“I’m waiting for us to get there,” my four-year-old told me.
We were on the way to her second gymnastics class, the cars on the freeway breezing by us, the sky blue and adorned with soft wisps of clouds.
We’d been in the car about two minutes.
“I hear you, honey,” I told her from the front seat. “Life is a lot of waiting, isn’t it?”
***
I am struck by how often I sound like my daughter. Completely, utterly impatient with the process of getting there—wherever there is.
Waiting for new opportunities for fellowship, waiting for time to be more contemplative about God, waiting for more maturity.
Waiting to figure out exactly how to parent well. Waiting until one child is a little older. Waiting for this, that and the other stage to pass.
Waiting to figure out how I keep doing art on a day-to-day basis, even when no one is standing up and applauding. I’ve been waiting to find just the right audience, just the right publication, just the right approach to marketing.
I do, I try, I take steps, but at each movement forward, I’m wondering, “Is it enough? Am I enough?”
Surprise! There is no answer.
So I keep at my daily work, even while I’m waiting to get to the place where the yearning will stop.
I am starting to suspect that there is no there there.
***
I have been trying to do a yoga routine a few times a week. I like feeling my body get stronger and less trembly as I swoop my arms to the sides and point my body to the sky like an arrow.
I know I’m not the first one to make this observation, but I like that in yoga, the work is mostly waiting. It’s effortful waiting. I move my body into a pose and stay there, not moving, while my muscles ache with the effort.
Sometimes, I don’t like the stillness. Strengthening seems easier if I can distract myself from the pain.
Yoga is reminding me to stay still as I try. It is reminding me that progress is not necessarily forward motion. It is teaching me that being is its own work.

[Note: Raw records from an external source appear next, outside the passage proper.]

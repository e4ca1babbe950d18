use axum::{body::Bytes, extract::State, http::HeaderMap, Json};
use call_records::{BlandWebhookPayload, PostCallWebhook};
use serde::Serialize;
use tracing::info;
use utoipa::ToSchema;

use crate::error::ApiError;
use crate::server::VoiceOpsServer;
use crate::signature::SIGNATURE_HEADER;

/// Acknowledgement returned to the vendor
#[derive(Debug, Serialize, ToSchema)]
pub struct WebhookAck {
    #[schema(example = "ok")]
    pub status: String,
    pub call_id: String,
    /// `inserted`, `merged`, `skipped_incomplete` or `unchanged`
    #[schema(example = "merged")]
    pub outcome: String,
}

#[utoipa::path(
    post,
    path = "/api/v1/webhooks/bland/call-complete",
    tag = "webhooks",
    request_body(content = String, description = "Vendor A post-call payload as raw JSON", content_type = "application/json"),
    params(
        ("x-webhook-signature" = Option<String>, Header, description = "Hex HMAC-SHA256 of the raw body")
    ),
    responses(
        (status = 200, description = "Delivery reconciled", body = WebhookAck),
        (status = 401, description = "Signature missing or wrong under the reject policy", body = crate::error::ApiErrorResponse),
        (status = 422, description = "Payload is not a usable call delivery", body = crate::error::ApiErrorResponse)
    )
)]
pub async fn bland_call_complete(
    State(server): State<VoiceOpsServer>,
    headers: HeaderMap,
    body: Bytes,
) -> Result<Json<WebhookAck>, ApiError> {
    let signature = headers.get(SIGNATURE_HEADER).and_then(|v| v.to_str().ok());
    server.webhooks.enforce(signature, &body)?;

    let payload = BlandWebhookPayload::from_slice(&body)?;
    let (outcome, record) = server.calls.ingest_bland(payload).await?;
    info!(call_id = %record.call_id, outcome = outcome.as_str(), "vendor A webhook handled");

    Ok(Json(WebhookAck {
        status: "ok".to_string(),
        call_id: record.call_id,
        outcome: outcome.as_str().to_string(),
    }))
}

#[utoipa::path(
    post,
    path = "/api/v1/webhooks/elevenlabs/post-call",
    tag = "webhooks",
    request_body(content = String, description = "Vendor B post-call webhook as raw JSON", content_type = "application/json"),
    responses(
        (status = 200, description = "Delivery reconciled", body = WebhookAck),
        (status = 422, description = "Payload is not a usable call delivery", body = crate::error::ApiErrorResponse)
    )
)]
pub async fn elevenlabs_post_call(
    State(server): State<VoiceOpsServer>,
    body: Bytes,
) -> Result<Json<WebhookAck>, ApiError> {
    let webhook = PostCallWebhook::from_slice(&body)?;
    let (outcome, record) = server.calls.ingest_elevenlabs_webhook(webhook).await?;
    info!(call_id = %record.call_id, outcome = outcome.as_str(), "vendor B webhook handled");

    Ok(Json(WebhookAck {
        status: "ok".to_string(),
        call_id: record.call_id,
        outcome: outcome.as_str().to_string(),
    }))
}
//! HMAC-SHA256 verification for vendor webhooks
//!
//! The vendor signs the raw request body with the shared secret and sends the
//! hex digest in [`SIGNATURE_HEADER`]. What happens on a bad or missing
//! signature is decided by [`SignaturePolicy`].

use error_common::{EngineError, Result};
use ring::hmac;
use std::str::FromStr;
use tracing::{debug, warn};

use crate::error::ApiError;

pub const SIGNATURE_HEADER: &str = "x-webhook-signature";

#[derive(Debug, Clone, Copy, PartialEq, Eq, Default)]
pub enum SignaturePolicy {
    /// Never check
    Disabled,
    /// Check and log mismatches, then process the delivery anyway
    #[default]
    LogOnly,
    /// Refuse deliveries without a valid signature
    Reject,
}

impl FromStr for SignaturePolicy {
    type Err = EngineError;

    fn from_str(value: &str) -> Result<Self> {
        match value.trim().to_ascii_lowercase().as_str() {
            "disabled" | "off" => Ok(SignaturePolicy::Disabled),
            "log_only" | "log-only" | "log" => Ok(SignaturePolicy::LogOnly),
            "reject" | "enforce" => Ok(SignaturePolicy::Reject),
            other => Err(EngineError::ConfigError(format!(
                "unknown WEBHOOK_SIGNATURE_POLICY '{other}'"
            ))),
        }
    }
}

#[derive(Debug, Clone, Copy, PartialEq, Eq)]
pub enum SignatureCheck {
    /// Policy disabled or no secret configured
    Skipped,
    Valid,
    Missing,
    Mismatch,
}

pub struct WebhookVerifier {
    key: Option<hmac::Key>,
    policy: SignaturePolicy,
}

impl WebhookVerifier {
    pub fn new(secret: Option<&str>, policy: SignaturePolicy) -> Self {
        let key = secret
            .filter(|s| !s.is_empty())
            .map(|s| hmac::Key::new(hmac::HMAC_SHA256, s.as_bytes()));
        Self { key, policy }
    }

    pub fn policy(&self) -> SignaturePolicy {
        self.policy
    }

    pub fn check(&self, signature: Option<&str>, body: &[u8]) -> SignatureCheck {
        let Some(key) = self.key.as_ref().filter(|_| self.policy != SignaturePolicy::Disabled) else {
            return SignatureCheck::Skipped;
        };
        let Some(signature) = signature.map(str::trim).filter(|s| !s.is_empty()) else {
            return SignatureCheck::Missing;
        };
        match hex::decode(signature) {
            Ok(tag) if hmac::verify(key, body, &tag).is_ok() => SignatureCheck::Valid,
            _ => SignatureCheck::Mismatch,
        }
    }

    /// Apply the policy to one delivery
    pub fn enforce(&self, signature: Option<&str>, body: &[u8]) -> std::result::Result<SignatureCheck, ApiError> {
        let check = self.check(signature, body);
        match (check, self.policy) {
            (SignatureCheck::Missing, SignaturePolicy::Reject) => {
                warn!("webhook rejected: signature header missing");
                Err(ApiError::signature_missing())
            }
            (SignatureCheck::Mismatch, SignaturePolicy::Reject) => {
                warn!("webhook rejected: signature mismatch");
                Err(ApiError::signature_mismatch())
            }
            (SignatureCheck::Mismatch, _) => {
                warn!("webhook signature mismatch, processing anyway");
                Ok(check)
            }
            (SignatureCheck::Missing, _) => {
                debug!("webhook arrived without a signature header");
                Ok(check)
            }
            _ => Ok(check),
        }
    }
}

/// Hex HMAC-SHA256 of `body`, as the vendor computes it
pub fn sign(secret: &str, body: &[u8]) -> String {
    let key = hmac::Key::new(hmac::HMAC_SHA256, secret.as_bytes());
    hex::encode(hmac::sign(&key, body).as_ref())
}
//! Speech-input normalization for the provider voice line
//!
//! Spoken identifiers arrive from speech-to-text already mangled: digits as
//! words ("five five five"), letters as their sounds ("cee ell em"), dates in
//! conversational form ("March fourth, eighty two"), nicknames instead of
//! legal names. Everything in this crate is a pure function over immutable
//! tables, so callers can normalize on any thread without setup.
//!
//! Functions that cannot produce a canonical value return `None` (or the
//! cleaned input, for claim numbers) instead of failing. Callers treat that
//! as "not found".
//!
//! # Example
//!
//! ```rust
//! use speech_normalizer::{normalize_digit_string, normalize_dob, normalize_service_phrase, ServiceKey};
//!
//! assert_eq!(normalize_digit_string("one two three four five"), "12345");
//! assert_eq!(normalize_dob("March 4th, 1982").as_deref(), Some("1982-03-04"));
//! assert_eq!(normalize_service_phrase("physio"), Some(ServiceKey::PhysicalTherapy));
//! ```

pub mod claim_number;
pub mod dates;
pub mod digits;
pub mod names;
pub mod service_phrase;
pub mod vocabulary;

pub use claim_number::*;
pub use dates::*;
pub use digits::*;
pub use names::*;
pub use service_phrase::*;
use async_trait::async_trait;
use chrono::Utc;
use dashmap::mapref::entry::Entry;
use dashmap::DashMap;
use std::sync::Arc;

use crate::error::CallRecordResult;
use crate::models::CallRecord;

/// Call-record store with per-record compare-and-swap writes
#[async_trait]
pub trait CallRecordRepository: Send + Sync {
    async fn find(&self, call_id: &str) -> CallRecordResult<Option<CallRecord>>;

    /// Insert unless a record with the same id exists; `false` when it did
    async fn insert_if_absent(&self, record: CallRecord) -> CallRecordResult<bool>;

    /// Store `record` only if the stored revision still equals `expected`.
    ///
    /// The store bumps the revision on success. Returns `false` when another
    /// writer got there first.
    async fn replace_if_revision(&self, record: CallRecord, expected: u64) -> CallRecordResult<bool>;

    /// Toggle the operator flag; `None` for an unknown id
    async fn set_flagged(&self, call_id: &str, flagged: bool) -> CallRecordResult<Option<CallRecord>>;

    async fn count(&self) -> CallRecordResult<usize>;
}

/// In-memory call-record store
pub struct InMemoryCallRecordRepository {
    records: Arc<DashMap<String, CallRecord>>,
}

impl InMemoryCallRecordRepository {
    pub fn new() -> Self {
        Self {
            records: Arc::new(DashMap::new()),
        }
    }
}

impl Default for InMemoryCallRecordRepository {
    fn default() -> Self {
        Self::new()
    }
}

#[async_trait]
impl CallRecordRepository for InMemoryCallRecordRepository {
    async fn find(&self, call_id: &str) -> CallRecordResult<Option<CallRecord>> {
        Ok(self.records.get(call_id).map(|record| record.clone()))
    }

    async fn insert_if_absent(&self, mut record: CallRecord) -> CallRecordResult<bool> {
        match self.records.entry(record.call_id.clone()) {
            Entry::Occupied(_) => Ok(false),
            Entry::Vacant(slot) => {
                record.revision = 1;
                slot.insert(record);
                Ok(true)
            }
        }
    }

    async fn replace_if_revision(&self, mut record: CallRecord, expected: u64) -> CallRecordResult<bool> {
        let Some(mut stored) = self.records.get_mut(&record.call_id) else {
            return Ok(false);
        };
        if stored.revision != expected {
            return Ok(false);
        }
        record.revision = expected.saturating_add(1);
        *stored = record;
        Ok(true)
    }

    async fn set_flagged(&self, call_id: &str, flagged: bool) -> CallRecordResult<Option<CallRecord>> {
        Ok(self.records.get_mut(call_id).map(|mut stored| {
            stored.flagged = flagged;
            stored.revision = stored.revision.saturating_add(1);
            stored.updated_at = Utc::now();
            stored.clone()
        }))
    }

    async fn count(&self) -> CallRecordResult<usize> {
        Ok(self.records.len())
    }
}

#[cfg(test)]
mod tests {
    use super::*;
    use crate::models::{CallSource, Outcome};
    use serde_json::Map;

    fn record(call_id: &str) -> CallRecord {
        let now = Utc::now();
        CallRecord {
            call_id: call_id.to_string(),
            phone_from: None,
            phone_to: None,
            started_at: now,
            ended_at: None,
            duration_seconds: 0,
            intent: None,
            outcome: Outcome::Unknown,
            provider_npi: None,
            provider_name: None,
            patient_name: None,
            patient_dob: None,
            transcript: Vec::new(),
            recording_url: None,
            tags: Vec::new(),
            flagged: false,
            transferred: false,
            transfer_reason: None,
            source: CallSource::Bland,
            auth_success: None,
            extracted_data: Map::new(),
            complete: false,
            revision: 0,
            created_at: now,
            updated_at: now,
        }
    }

    #[tokio::test]
    async fn test_insert_once() {
        let repo = InMemoryCallRecordRepository::new();
        assert!(repo.insert_if_absent(record("a")).await.unwrap());
        assert!(!repo.insert_if_absent(record("a")).await.unwrap());
        assert_eq!(repo.count().await.unwrap(), 1);
        assert_eq!(repo.find("a").await.unwrap().unwrap().revision, 1);
    }

    #[tokio::test]
    async fn test_stale_revision_is_refused() {
        let repo = InMemoryCallRecordRepository::new();
        repo.insert_if_absent(record("a")).await.unwrap();

        let mut first = repo.find("a").await.unwrap().unwrap();
        let mut second = first.clone();
        first.duration_seconds = 10;
        second.duration_seconds = 20;

        assert!(repo.replace_if_revision(first, 1).await.unwrap());
        assert!(!repo.replace_if_revision(second, 1).await.unwrap());

        let stored = repo.find("a").await.unwrap().unwrap();
        assert_eq!(stored.duration_seconds, 10);
        assert_eq!(stored.revision, 2);
    }

    #[tokio::test]
    async fn test_flag_toggle() {
        let repo = InMemoryCallRecordRepository::new();
        repo.insert_if_absent(record("a")).await.unwrap();
        let flagged = repo.set_flagged("a", true).await.unwrap().unwrap();
        assert!(flagged.flagged);
        assert!(repo.set_flagged("missing", true).await.unwrap().is_none());
    }
}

I have been reading Madeleine L’Engle’s A Circle of Quiet this month, and have found encouragement in her recounting her long years of submitting A Wrinkle in Time for publication, only to receive rejection after rejection. Years of working at midnight while her children were asleep in bed. Years of wondering if her effort was worth it. Years of waiting for a publisher.
At one point, she gives up. She puts a cover over her typewriter, deciding that she has been foolhardy. She decides to face facts.
Then she realizes that as she’s giving up, she is mentally composing a novel about failure.
“I uncovered the typewriter,” she says. She decides: “I had to write. I had no choice in the matter. It was not up to me to say I would stop, because I could not. It didn’t matter how small and inadequate my talent…I still had to go on writing.”
I could say, “I still have to go on parenting. Being a wife. Working for justice. Living out my faith.”
We do the work with fear and trembling, in stillness. Not working to succeed, but to be faithful to our calling.
I am trying to stop asking myself, “Will I ever be good enough?”
Instead, I’m trying to ask:
How can I be faithful right now?
What is needful today?
What can I do to create beauty or show love in this moment?
How can I be obedient to my faith going forward?
I am trying to learn to work and be still. To rest and to try.
To wait, in faithfulness, for the strength to come.
What are you waiting for? How are you being strengthened, perhaps despite yourself, as you wait?
Photo courtesy Eric Ward
Megan
Ouch. This hits me hard today. I am extremely guilty of waiting. I’ve been waiting for a legal situation to sort itself out. I’ve been waiting for an opportunity to share my faith. I’ve been waiting for a slower season. Waiting, waiting, waiting. Instead of being in the moment, finding opportunities in the waiting to be helpful, faithful, compassionate…
Thank you Heather for reminding me that I need to stop waiting for to happen.
Heather
Megan, thanks for your encouragement.
It’s funny, re-reading the post in light of the real struggles you’re in, I hope that it doesn’t sound chirpy and trite. “Be where you are! Love the moment!” If you’re depressed, in crisis, if you’re in pain, I don’t know exactly where my words fit. I know I might have felt condemned by this post when I was depressed, for instance–and I don’t want to do that to anyone.
So, here’s a bit of a disclaimer: I can’t speak into someone else’s pain with cheap words, and if these words make you feel condemned, than I am the one in the wrong, not you.
And I also hope that in this easy space I’m in now, I’m learning the fortitude to stay faithful when there is pain to sit with.
Megan
Nothing came off trite. I really did find your post encouraging.
Sometimes a gentle reminder like that is all a person really needs. (Besides, I definitely find it easier to cope with things when I put the focus on what can be done in the right now 🙂 )
Heather
Oh, good, thanks Megan. I find the darker periods in my life so precious, even if painful, because I think without that darkness it’s hard to really have _any_ insight into how life works. But sometimes in easier periods it’s easy to forget what it feels like to be walking in shadows.